Она кромсала собственное либретто и припоминала выученные за два года почти назубок куски поразительных Евстигнеевых опер: вполне европейских по форме, однако ж пропитанных от начала и до конца духом русских песен. Она выстраивала кусочки музыки и кусочки жизни новым порядком, вытягивала новой линией, чередовала без конца местами: музыка – жизнь, жизнь – музыка…
При этом вместо Евстигнея в глаза ей без конца лез– судя по звуку имени – мешковатый, суетливый, губошлепистый, с тихо шевелящимися рачьими глазами Толя Морлов.
Толя шел по лесу. Шел со станции в деревню Пустое Рождество. И вполпьяна мурлыкал какую-то все не дававшуюся ему мелодию. Постепенно шаги его становились медленней, следы, оставляемые на снегу, петляли. Вдруг Толя спотыкался, падал, съезжал на спине в неглубокий овраг, сладко в снегу засыпал.

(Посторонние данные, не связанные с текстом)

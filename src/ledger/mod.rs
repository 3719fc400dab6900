//! Completion ledger module
//!
//! Users, life areas and habits, the append-only completion log and the
//! single reward path every XP or points change goes through.

pub mod completion;
pub(crate) mod rewards;
pub mod types;

pub use completion::CompletionLedger;
pub use types::{
    AreaProgress, CompletionOutcome, GrantOutcome, Habit, HabitCompletion, LifeArea,
    ProgressSnapshot, RewardOutcome, UncompletionOutcome, User, UserTotals, MAX_HABIT_XP,
    MIN_HABIT_XP,
};
//! Engine error taxonomy.
//!
//! Conflict variants (`AlreadyCompleted`, `NotCompleted`, `AlreadyClaimed`,
//! `NotUnlocked`) are expected outcomes of user actions, not bugs.

use chrono::NaiveDate;
use uuid::Uuid;

use crate::progression::StreakError;
use crate::storage::DatabaseError;

/// Errors returned by progression engine operations.
#[derive(Debug, thiserror::Error)]
pub enum EngineError {
    #[error("Habit {habit_id} is already completed on {day}")]
    AlreadyCompleted { habit_id: Uuid, day: NaiveDate },

    #[error("Habit {habit_id} is not completed on {day}")]
    NotCompleted { habit_id: Uuid, day: NaiveDate },

    #[error("Achievement {0} has already been claimed")]
    AlreadyClaimed(String),

    #[error("Achievement {0} is not unlocked")]
    NotUnlocked(String),

    #[error("Not found: {0}")]
    NotFound(String),

    #[error("Transient store error: {0}")]
    TransientStoreError(String),

    #[error("Invariant violation: {0}")]
    InvariantViolation(String),

    #[error("Validation error: {0}")]
    Validation(String),

    #[error("Store error: {0}")]
    Store(String),
}

impl EngineError {
    /// Whether the caller may retry the same request.
    pub fn is_retryable(&self) -> bool {
        matches!(self, EngineError::TransientStoreError(_))
    }

    /// Whether this is an expected conflict with existing state.
    pub fn is_conflict(&self) -> bool {
        matches!(
            self,
            EngineError::AlreadyCompleted { .. }
                | EngineError::NotCompleted { .. }
                | EngineError::AlreadyClaimed(_)
                | EngineError::NotUnlocked(_)
        )
    }
}

impl From<DatabaseError> for EngineError {
    fn from(e: DatabaseError) -> Self {
        match e {
            DatabaseError::Busy(msg) => EngineError::TransientStoreError(msg),
            DatabaseError::NotFound(what) => EngineError::NotFound(what),
            DatabaseError::ConstraintViolation(msg) => EngineError::Validation(msg),
            other => EngineError::Store(other.to_string()),
        }
    }
}

impl From<rusqlite::Error> for EngineError {
    fn from(e: rusqlite::Error) -> Self {
        EngineError::from(DatabaseError::from(e))
    }
}

impl From<StreakError> for EngineError {
    fn from(e: StreakError) -> Self {
        EngineError::InvariantViolation(e.to_string())
    }
}

pub type EngineResult<T> = Result<T, EngineError>;
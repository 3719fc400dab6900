//! Daily streak tracking over a fixed-size sliding window.

use chrono::{Duration, NaiveDate};
use serde::{Deserialize, Serialize};
use thiserror::Error;

/// Streak window and multiplier settings.
#[derive(Debug, Clone, PartialEq, Serialize, Deserialize)]
#[serde(default)]
pub struct StreakRules {
    /// Number of days kept in the window
    pub window_size: usize,
    /// Multiplier added per streak day
    pub bonus_per_day: f64,
    /// Upper bound of the reward multiplier
    pub max_streak_bonus: f64,
}

impl Default for StreakRules {
    fn default() -> Self {
        Self {
            window_size: 7,
            bonus_per_day: 0.1,
            max_streak_bonus: 2.0,
        }
    }
}

impl StreakRules {
    pub fn validate(&self) -> Result<(), &'static str> {
        if self.window_size == 0 {
            return Err("window_size must be at least 1");
        }
        if !self.bonus_per_day.is_finite() || self.bonus_per_day < 0.0 {
            return Err("bonus_per_day must be a non-negative number");
        }
        if !self.max_streak_bonus.is_finite() || self.max_streak_bonus < 1.0 {
            return Err("max_streak_bonus must be at least 1.0");
        }
        Ok(())
    }
}

/// Reward multiplier for a streak: `min(1 + streak * bonus_per_day, max)`.
pub fn streak_bonus_multiplier(current_streak: u32, rules: &StreakRules) -> f64 {
    (1.0 + f64::from(current_streak) * rules.bonus_per_day).min(rules.max_streak_bonus)
}

/// Sliding window of daily completion flags, oldest first.
///
/// The window always holds exactly `window_size` flags. `current_streak`
/// counts trailing `true` flags, so it never exceeds the window size, and
/// `longest_streak` only ever grows.
#[derive(Debug, Clone, PartialEq, Eq, Serialize, Deserialize)]
pub struct StreakTracker {
    last_n_days: Vec<bool>,
    current_streak: u32,
    longest_streak: u32,
    last_completion_date: Option<NaiveDate>,
    /// Calendar day of the newest flag
    window_end: Option<NaiveDate>,
}

impl StreakTracker {
    /// Empty tracker with an all-`false` window.
    pub fn new(window_size: usize) -> Self {
        Self {
            last_n_days: vec![false; window_size.max(1)],
            current_streak: 0,
            longest_streak: 0,
            last_completion_date: None,
            window_end: None,
        }
    }

    /// Rebuild a tracker from persisted state.
    ///
    /// The current streak is re-derived from the window; the stored longest
    /// streak is kept when it is larger.
    pub fn from_parts(
        last_n_days: Vec<bool>,
        longest_streak: u32,
        last_completion_date: Option<NaiveDate>,
        window_end: Option<NaiveDate>,
    ) -> Result<Self, StreakError> {
        if last_n_days.is_empty() {
            return Err(StreakError::EmptyWindow);
        }

        let mut tracker = Self {
            last_n_days,
            current_streak: 0,
            longest_streak,
            last_completion_date,
            window_end,
        };
        tracker.recompute();
        Ok(tracker)
    }

    /// Shift today's flag into the window.
    ///
    /// Drops the oldest flag, appends `completed_today` and recomputes both
    /// streak counters.
    pub fn update_for_today(&mut self, completed_today: bool) {
        self.last_n_days.remove(0);
        self.last_n_days.push(completed_today);
        self.recompute();
    }

    /// Record the flag for a calendar day.
    ///
    /// A day inside the window overwrites its flag in place; a later day
    /// first shifts in a `false` flag for every skipped day. Days older than
    /// the window are rejected.
    pub fn record_day(&mut self, day: NaiveDate, completed: bool) -> Result<(), StreakError> {
        match self.window_end {
            Some(end) if day <= end => {
                let age = usize::try_from((end - day).num_days()).unwrap_or(usize::MAX);
                if age >= self.window_size() {
                    return Err(StreakError::OutOfOrder { day, window_end: end });
                }
                let index = self.window_size() - 1 - age;
                self.last_n_days[index] = completed;
                self.recompute();
            }
            Some(end) => {
                let skipped = (day - end).num_days() - 1;
                let skipped = usize::try_from(skipped).unwrap_or(0).min(self.window_size());
                for _ in 0..skipped {
                    self.update_for_today(false);
                }
                self.update_for_today(completed);
                self.window_end = Some(day);
            }
            None => {
                self.update_for_today(completed);
                self.window_end = Some(day);
            }
        }

        if completed {
            self.last_completion_date = self.last_completion_date.max(Some(day));
        } else if self.last_completion_date == Some(day) {
            self.last_completion_date = self.newest_completed_day();
        }

        Ok(())
    }

    /// Reward multiplier for the current streak.
    pub fn streak_bonus_multiplier(&self, rules: &StreakRules) -> f64 {
        streak_bonus_multiplier(self.current_streak, rules)
    }

    pub fn current_streak(&self) -> u32 {
        self.current_streak
    }

    pub fn longest_streak(&self) -> u32 {
        self.longest_streak
    }

    pub fn last_n_days(&self) -> &[bool] {
        &self.last_n_days
    }

    pub fn last_completion_date(&self) -> Option<NaiveDate> {
        self.last_completion_date
    }

    pub fn window_end(&self) -> Option<NaiveDate> {
        self.window_end
    }

    pub fn window_size(&self) -> usize {
        self.last_n_days.len()
    }

    /// Whether every day in the window is completed.
    pub fn is_perfect_window(&self) -> bool {
        self.last_n_days.iter().all(|&day| day)
    }

    fn recompute(&mut self) {
        let trailing = self
            .last_n_days
            .iter()
            .rev()
            .take_while(|&&completed| completed)
            .count();
        self.current_streak = u32::try_from(trailing).unwrap_or(u32::MAX);
        self.longest_streak = self.longest_streak.max(self.current_streak);
    }

    /// Newest completed day still inside the window.
    fn newest_completed_day(&self) -> Option<NaiveDate> {
        let end = self.window_end?;
        let age = self.last_n_days.iter().rev().position(|&completed| completed)?;
        let age = i64::try_from(age).ok()?;
        end.checked_sub_signed(Duration::days(age))
    }
}

/// Encode a window as a compact `1`/`0` string for storage.
pub fn encode_window(days: &[bool]) -> String {
    days.iter().map(|&day| if day { '1' } else { '0' }).collect()
}

/// Decode a window stored by [`encode_window`].
pub fn decode_window(encoded: &str) -> Result<Vec<bool>, StreakError> {
    encoded
        .chars()
        .map(|c| match c {
            '1' => Ok(true),
            '0' => Ok(false),
            other => Err(StreakError::InvalidWindow(other)),
        })
        .collect()
}

/// Streak errors.
#[derive(Debug, Clone, PartialEq, Eq, Error)]
pub enum StreakError {
    #[error("Day {day} is older than the window ending {window_end}")]
    OutOfOrder {
        day: NaiveDate,
        window_end: NaiveDate,
    },

    #[error("Streak window must not be empty")]
    EmptyWindow,

    #[error("Invalid window flag: {0:?}")]
    InvalidWindow(char),
}
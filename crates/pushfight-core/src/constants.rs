//! Board geometry and index-space constants.
//!
//! Reference: the original maksverver/pushfight solver's `perms.h`/`board.h`,
//! which this port's index space and field layout are bit-for-bit compatible
//! with.

/// Number of cells on the board (and length of a [`crate::perm::Perm`]).
pub const L: usize = 26;

/// Total number of valid `InProgress` permutations.
pub const TOTAL_PERMS: i64 = 401_567_166_000;

/// Total number of reachable canonical (rotation-minimized) positions.
pub const TOTAL_MINIMIZED: i64 = 86_208_131_520;

/// Multiset frequency of each symbol in any valid permutation, indexed by
/// [`crate::piece::Piece::index`].
pub const ALL_FREQ: [i64; 6] = [16, 2, 3, 2, 2, 1];

/// Board height in rows.
pub const BOARD_H: usize = 4;

/// Board width in columns.
pub const BOARD_W: usize = 8;

/// `BOARD_INDEX[r][c]` is the field index at row `r`, column `c`, or `-1` if
/// the cell is a removed corner / off the board.
pub const BOARD_INDEX: [[i8; BOARD_W]; BOARD_H] = [
    [-1, -1, 0, 1, 2, 3, 4, -1],
    [5, 6, 7, 8, 9, 10, 11, 12],
    [13, 14, 15, 16, 17, 18, 19, 20],
    [-1, 21, 22, 23, 24, 25, -1, -1],
];

/// Row of each field index.
pub const FIELD_ROW: [u8; L] = [
    0, 0, 0, 0, 0, //
    1, 1, 1, 1, 1, 1, 1, 1, //
    2, 2, 2, 2, 2, 2, 2, 2, //
    3, 3, 3, 3, 3,
];

/// Column of each field index.
pub const FIELD_COL: [u8; L] = [
    2, 3, 4, 5, 6, //
    0, 1, 2, 3, 4, 5, 6, 7, //
    0, 1, 2, 3, 4, 5, 6, 7, //
    1, 2, 3, 4, 5,
];

/// Field indices on the board's edge from which a push can eject a piece.
pub const DANGER_POSITIONS: [u8; 10] = [0, 4, 5, 6, 12, 13, 19, 20, 21, 25];

/// The four push/move directions: up, left, right, down.
pub const DR: [i8; 4] = [-1, 0, 0, 1];
pub const DC: [i8; 4] = [0, -1, 1, 0];

/// Number of positions in a chunk (1/[`NUM_CHUNKS`] of the index space).
pub const CHUNK_SIZE: i64 = 54_054_000;

/// Number of chunks covering the full index range.
pub const NUM_CHUNKS: i64 = 7429;

/// Number of parts a chunk is split into for thread dispatch.
pub const NUM_PARTS: i64 = 225;

/// Number of positions in a part.
pub const PART_SIZE: i64 = 240_240;

const _: () = assert!(CHUNK_SIZE * NUM_CHUNKS == TOTAL_PERMS);
const _: () = assert!(PART_SIZE * NUM_PARTS == CHUNK_SIZE);
const _: () = assert!(PART_SIZE % 16 == 0);
const _: () = assert!(CHUNK_SIZE % 5 == 0);

/// Returns the field index at `(row, col)`, or `None` if off-board.
#[inline]
pub const fn board_index(row: i32, col: i32) -> Option<u8> {
    if row < 0 || row >= BOARD_H as i32 || col < 0 || col >= BOARD_W as i32 {
        return None;
    }
    let i = BOARD_INDEX[row as usize][col as usize];
    if i < 0 { None } else { Some(i as u8) }
}

/// Returns the field index reached from `field` by stepping one cell in
/// direction `d` (0=up, 1=left, 2=right, 3=down), or `None` if off-board.
#[inline]
pub const fn neighbor(field: u8, d: usize) -> Option<u8> {
    let row = FIELD_ROW[field as usize] as i32 + DR[d] as i32;
    let col = FIELD_COL[field as usize] as i32 + DC[d] as i32;
    board_index(row, col)
}

/// Formats a field index as algebraic board notation (column letter, then row
/// digit counting down from the top), matching the original tool's
/// `FieldToId`.
pub fn field_to_id(field: u8) -> String {
    let col = (b'a' + FIELD_COL[field as usize]) as char;
    let row = (b'4' - FIELD_ROW[field as usize]) as char;
    format!("{col}{row}")
}

#[cfg(test)]
mod tests {
    use super::*;

    #[test]
    fn chunk_partition_exact() {
        assert_eq!(CHUNK_SIZE * NUM_CHUNKS, TOTAL_PERMS);
        assert_eq!(PART_SIZE * NUM_PARTS, CHUNK_SIZE);
        assert_eq!(PART_SIZE % 16, 0);
    }

    #[test]
    fn neighbor_table_stays_on_board() {
        for field in 0..L as u8 {
            for d in 0..4 {
                if let Some(n) = neighbor(field, d) {
                    assert!(n < L as u8);
                }
            }
        }
    }

    #[test]
    fn field_to_id_matches_known_cells() {
        // Field 0 is row 0, col 2 -> "c4"
        assert_eq!(field_to_id(0), "c4");
        // Field 25 is row 3, col 5 -> "f1"
        assert_eq!(field_to_id(25), "f1");
    }
}
//! The move sequence that led from a position to one of its successors.

use arrayvec::ArrayVec;

/// Maximum number of (from, to) steps in a single turn: up to two moves plus
/// a final push.
pub const MAX_STEPS: usize = 3;

/// A (from, to) step: either a move of a piece to an empty field, or the
/// final push of an adjacent occupied field.
pub type Step = (u8, u8);

/// The sequence of steps that produced a successor, in play order. The last
/// step is always the push.
#[derive(Debug, Clone, Default, PartialEq, Eq)]
pub struct Moves(pub ArrayVec<Step, MAX_STEPS>);

impl Moves {
    /// An empty move sequence.
    #[inline]
    pub fn new() -> Moves {
        Moves(ArrayVec::new())
    }

    /// The field a piece last moved to, if any step has been taken.
    #[inline]
    pub fn last_destination(&self) -> Option<u8> {
        self.0.last().map(|&(_, to)| to)
    }

    #[inline]
    pub fn push(&mut self, step: Step) {
        self.0.push(step);
    }

    #[inline]
    pub fn pop(&mut self) -> Option<Step> {
        self.0.pop()
    }

    #[inline]
    pub fn as_slice(&self) -> &[Step] {
        &self.0
    }
}

#[cfg(test)]
mod tests {
    use super::*;

    #[test]
    fn last_destination_tracks_most_recent_step() {
        let mut m = Moves::new();
        assert_eq!(m.last_destination(), None);
        m.push((3, 7));
        assert_eq!(m.last_destination(), Some(7));
        m.push((7, 12));
        assert_eq!(m.last_destination(), Some(12));
        m.pop();
        assert_eq!(m.last_destination(), Some(7));
    }
}
//! Throughput of the rank/unrank/advance primitives that every phase driver
//! calls once per position in the index space.

use std::hint::black_box;

use criterion::{Criterion, criterion_group, criterion_main};
use pushfight_core::perm::Perm;

fn bench_unrank(c: &mut Criterion) {
    c.bench_function("unrank midpoint", |b| {
        b.iter(|| Perm::unrank(black_box(200_000_000_000)));
    });
}

fn bench_rank(c: &mut Criterion) {
    let perm = Perm::unrank(200_000_000_000);
    c.bench_function("rank", |b| {
        b.iter(|| black_box(&perm).rank());
    });
}

fn bench_advance(c: &mut Criterion) {
    c.bench_function("advance 1000 steps", |b| {
        b.iter(|| {
            let mut perm = Perm::FIRST;
            for _ in 0..1000 {
                perm.advance();
            }
            black_box(perm)
        });
    });
}

criterion_group!(benches, bench_unrank, bench_rank, bench_advance);
criterion_main!(benches);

Мелодия бессмертия, утерянная греком Орфеем, искомая и не найденная Евстигнеем, не обнаруженная и другими сочинителями музыки, шаталась близ него, как пьяненькое эхо! Мелодия резвилась у губ, была почти под пальцами. Но ни губы, ни пальцы взять ее уже не могли: лицо и руки медленно схватывались морозцем, обрастали инеем, становились белей, совсем белыми, превращались в ледышки, в камень.
Что-то похожее могло произойти и с Евстигнеем.
«После неуспешного оперного спектакля, на каковом никто из Императорской фамилии быть не изволил, – отъехал господин Евстигней Фомин за город, вышел из наемного возка, стал замерзать. Вспомнилась ему покойная Матушка-Екатерина, его не признавшая, вспомнились другие неудачи и беды. Вспомнил он и свою – наипаче любимую публикой – оперу “Орфей и Эвридика”. Вспомнил и стал еще раз обмысливать ее сюжет, всегда влекущий за собой музыку. И почудилось Евстигнею: проступили за персонажами оперы – как тени – некие новые (при написании оперы умом не ухваченные) символы и аллегории.
Хозяин Аида – это, конечно, нынешний Император Павел Петрович: как смертушка грозный, курносый! – думал со страхом Евстигней.
Пляска фурий – тряс и метушня неприятных обстоятельств придворной жизни и его собственных невзгод петербургских.
Эвридика – это уже не только Орфеева, это и его, Евстигнея, любовь. Да еще надобно знать про ту Эвридику: она – сама есть мелодия. Мелодия, не имеющая во плоти своей ни тоски, ни упадка, ни смерти».
Так из простенькой мелодрамы делалась его прежняя опера высокой трагедией. И он, при конце жизни, хорошо понимал это.
«Всю сумятицу столиц и всю летающую вкруг сумятицы этой новую музыку – надобно переплавить в трагедию! А освобождать сия музыкальная трагедия будет от грядущих бед, кои все в сегодняшней мелкоте как раз и гнездятся!»